BEGIN

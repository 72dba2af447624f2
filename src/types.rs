//! Core value types, events, and collaborator seams

use serde::{Deserialize, Serialize};
use std::time::Duration;

/// Kind of media a record describes
#[derive(Clone, Copy, Debug, PartialEq, Eq, Hash, Serialize, Deserialize)]
#[serde(rename_all = "snake_case")]
pub enum MediaKind {
    /// Feature film
    Movie,
    /// Television show (episode-addressable)
    Tv,
}

impl MediaKind {
    /// Wire name used in canonical records ("movie" / "tv")
    pub fn as_str(&self) -> &'static str {
        match self {
            MediaKind::Movie => "movie",
            MediaKind::Tv => "tv",
        }
    }
}

/// Which external provider a canonical record came from
///
/// A record is stamped with exactly one provider; fields from the two
/// providers are never mixed in a single record.
#[derive(Clone, Copy, Debug, PartialEq, Eq, Hash, Serialize, Deserialize)]
#[serde(rename_all = "snake_case")]
pub enum Provider {
    /// Primary provider — community metadata catalog keyed by IMDb ids
    Cinemeta,
    /// Secondary provider — TMDb
    Tmdb,
}

/// Structured guess produced by the external filename parser
///
/// Immutable once produced; one hint per filename.
#[derive(Clone, Debug, Default, PartialEq, Serialize, Deserialize)]
pub struct MediaHint {
    /// Parsed title (empty when the parser found none)
    pub title: String,
    /// Season number, when the filename names one
    pub season: Option<u32>,
    /// Episode number, when the filename names one
    pub episode: Option<u32>,
    /// Release year, when the filename names one
    pub year: Option<i32>,
    /// Resolution/quality token (e.g. "1080p"); empty when absent
    pub quality: String,
    /// Provider id embedded in the filename (e.g. "tt0944947"), if any
    pub external_id_hint: Option<String>,
}

/// First search candidate returned by a provider
#[derive(Clone, Debug, PartialEq, Serialize, Deserialize)]
pub struct SearchHit {
    /// Provider-native identifier (IMDb "tt..." or numeric TMDb id)
    pub id: String,
    /// Candidate title
    pub title: String,
    /// Release year, 0 when unknown
    pub year: i32,
}

/// Episode-level metadata fragment attached to a TV resolution
#[derive(Clone, Debug, Default, PartialEq, Serialize, Deserialize)]
pub struct EpisodeDetails {
    /// Season number the fragment was resolved for
    pub season: u32,
    /// Episode number the fragment was resolved for
    pub episode: u32,
    /// Episode title (falls back to "SxEy"-style labels when absent upstream)
    pub title: String,
    /// Episode synopsis, empty when unknown
    pub overview: String,
    /// Episode still/backdrop URL, empty when unknown
    pub backdrop: String,
    /// Release timestamp string, empty when unknown
    pub released_at: String,
}

/// The single normalized metadata shape consumed by all callers
///
/// Both providers' raw response shapes are erased by the normalizer; this is
/// the only value type callers ever see.
#[derive(Clone, Debug, PartialEq, Serialize, Deserialize)]
pub struct CanonicalMetadata {
    /// Provider this record was resolved from (exactly one, never mixed)
    pub provider: Provider,
    /// Primary-provider (IMDb) id, when known
    pub imdb_id: Option<String>,
    /// TMDb id, when known
    pub tmdb_id: Option<i64>,
    /// Display title
    pub title: String,
    /// Release year, 0 when unknown
    pub year: i32,
    /// Aggregate rating, 0.0 when unknown
    pub rating: f64,
    /// Plot/overview, empty when unknown
    pub description: String,
    /// Genre names, in provider order
    pub genres: Vec<String>,
    /// Cast display names, in provider order
    pub cast: Vec<String>,
    /// Poster URL, empty when unknown
    pub poster: String,
    /// Backdrop URL, empty when unknown
    pub backdrop: String,
    /// Logo URL, empty when unknown
    pub logo: String,
    /// Movie or TV
    pub kind: MediaKind,
    /// Episode fragment, present only for episode-level TV resolutions
    pub episode: Option<EpisodeDetails>,
}

impl CanonicalMetadata {
    /// Attach an episode fragment, marking the record as a TV resolution.
    pub(crate) fn with_episode(mut self, episode: EpisodeDetails) -> Self {
        self.kind = MediaKind::Tv;
        self.episode = Some(episode);
        self
    }
}

/// Terminal outcome of one resolution request
#[derive(Clone, Debug, PartialEq)]
pub enum Resolution {
    /// A usable record was produced by one of the providers
    Resolved(CanonicalMetadata),
    /// Both providers failed to yield a usable record
    Unresolved,
}

impl Resolution {
    /// Whether this outcome carries a record
    pub fn is_resolved(&self) -> bool {
        matches!(self, Resolution::Resolved(_))
    }

    /// Convert into `Option`, discarding the unresolved marker
    pub fn into_option(self) -> Option<CanonicalMetadata> {
        match self {
            Resolution::Resolved(meta) => Some(meta),
            Resolution::Unresolved => None,
        }
    }
}

/// Resolution result for the single-file path, with caller context attached
#[derive(Clone, Debug, PartialEq, Serialize, Deserialize)]
pub struct ResolvedItem {
    /// The normalized metadata record
    pub metadata: CanonicalMetadata,
    /// Quality token carried over from the filename hint
    pub quality: String,
    /// Opaque reference token for the originating message, when encoding succeeded
    pub reference_token: Option<String>,
}

/// Events broadcast by the batch reconciler
///
/// Consumed by the (external) front-end for progress rendering. Cancellation
/// emits nothing: a cancelled run ends silently without a completion event.
#[derive(Clone, Debug, PartialEq, Serialize, Deserialize)]
#[serde(tag = "type", rename_all = "snake_case")]
pub enum Event {
    /// Periodic progress snapshot
    Progress {
        /// Work units finished so far
        done: u64,
        /// Total work units in this run
        total: u64,
        /// Seconds elapsed since the run started
        elapsed_secs: u64,
    },
    /// Final summary of an uncancelled run
    Completed {
        /// Work units finished
        done: u64,
        /// Total work units
        total: u64,
        /// Seconds the run took
        elapsed_secs: u64,
    },
}

/// Final summary returned by an uncancelled reconciliation run
#[derive(Clone, Debug, PartialEq)]
pub struct ReconcileReport {
    /// Work units finished (counted on attempt, not on success)
    pub done: u64,
    /// Total work units in the run
    pub total: u64,
    /// Wall-clock duration of the run
    pub elapsed: Duration,
}

/// Caller context encoded into a reference token for the single-file path
#[derive(Clone, Copy, Debug, PartialEq, Eq, Serialize, Deserialize)]
pub struct ReferenceContext {
    /// Channel the file was posted in
    pub channel_id: i64,
    /// Message carrying the file
    pub message_id: i64,
}

/// External filename tokenizer collaborator
///
/// Produces one immutable [`MediaHint`] per filename. A `None` return means
/// the filename could not be parsed and the item is skipped entirely.
pub trait FilenameParser: Send + Sync {
    /// Parse a filename into a structured hint
    fn parse(&self, filename: &str) -> Option<MediaHint>;
}

/// External reference-token encoder collaborator
///
/// Encoding failures are tolerated; the token is simply omitted from output.
pub trait ReferenceEncoder: Send + Sync {
    /// Encode caller context into an opaque token
    fn encode(&self, context: &ReferenceContext) -> Option<String>;
}
//! Deletes catalog entries that no longer correspond to a configured
//! folder or to a file that still exists on disk.

use std::collections::HashSet;
use std::sync::Arc;

use catalog::Catalog;
use common::{now_ticks, RemovedTrack};
use tracing::info;

use crate::external::FileStat;
use crate::IndexingError;

pub struct TrackRemover {
    catalog: Arc<dyn Catalog>,
    stat: Arc<dyn FileStat>,
}

impl TrackRemover {
    pub fn new(catalog: Arc<dyn Catalog>, stat: Arc<dyn FileStat>) -> Self {
        Self { catalog, stat }
    }

    /// Deletes every track whose folder edges all point at folders that
    /// are no longer configured, along with the orphaned edges themselves.
    pub fn remove_tracks_that_do_not_belong_to_folders(&self) -> Result<usize, IndexingError> {
        let folder_ids: HashSet<String> = self
            .catalog
            .list_folders()?
            .into_iter()
            .map(|folder| folder.folder_id)
            .collect();

        let edges = self.catalog.list_folder_tracks()?;
        let live_tracks: HashSet<&str> = edges
            .iter()
            .filter(|edge| folder_ids.contains(&edge.folder_id))
            .map(|edge| edge.track_id.as_str())
            .collect();

        let mut removed = 0usize;
        for track in self.catalog.list_tracks()? {
            if !live_tracks.contains(track.track_id.as_str()) {
                self.catalog.delete_track(&track.track_id)?;
                removed += 1;
            }
        }

        // Stale edges of tracks kept alive through another folder.
        for edge in &edges {
            if !folder_ids.contains(&edge.folder_id) {
                self.catalog.delete_folder_track(edge)?;
            }
        }

        if removed > 0 {
            info!("Removed {} tracks without a configured folder", removed);
        }
        Ok(removed)
    }

    /// Tombstones and deletes every track whose file vanished, so a later
    /// reappearance of the path can be skipped by policy.
    pub fn remove_tracks_that_are_not_found_on_disk(&self) -> Result<usize, IndexingError> {
        let mut removed = 0usize;
        for track in self.catalog.list_tracks()? {
            if self.stat.exists(&track.path) {
                continue;
            }
            self.catalog.add_removed_track(&RemovedTrack {
                path: track.path.clone(),
                date_removed: now_ticks(),
            })?;
            self.catalog.delete_track(&track.track_id)?;
            removed += 1;
        }

        if removed > 0 {
            info!("Removed {} tracks whose files are gone", removed);
        }
        Ok(removed)
    }
}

END

Show each line of the material that includes the word "FileStat".

use crate::external::FileStat;
    stat: Arc<dyn FileStat>,
    pub fn new(catalog: Arc<dyn Catalog>, stat: Arc<dyn FileStat>) -> Self {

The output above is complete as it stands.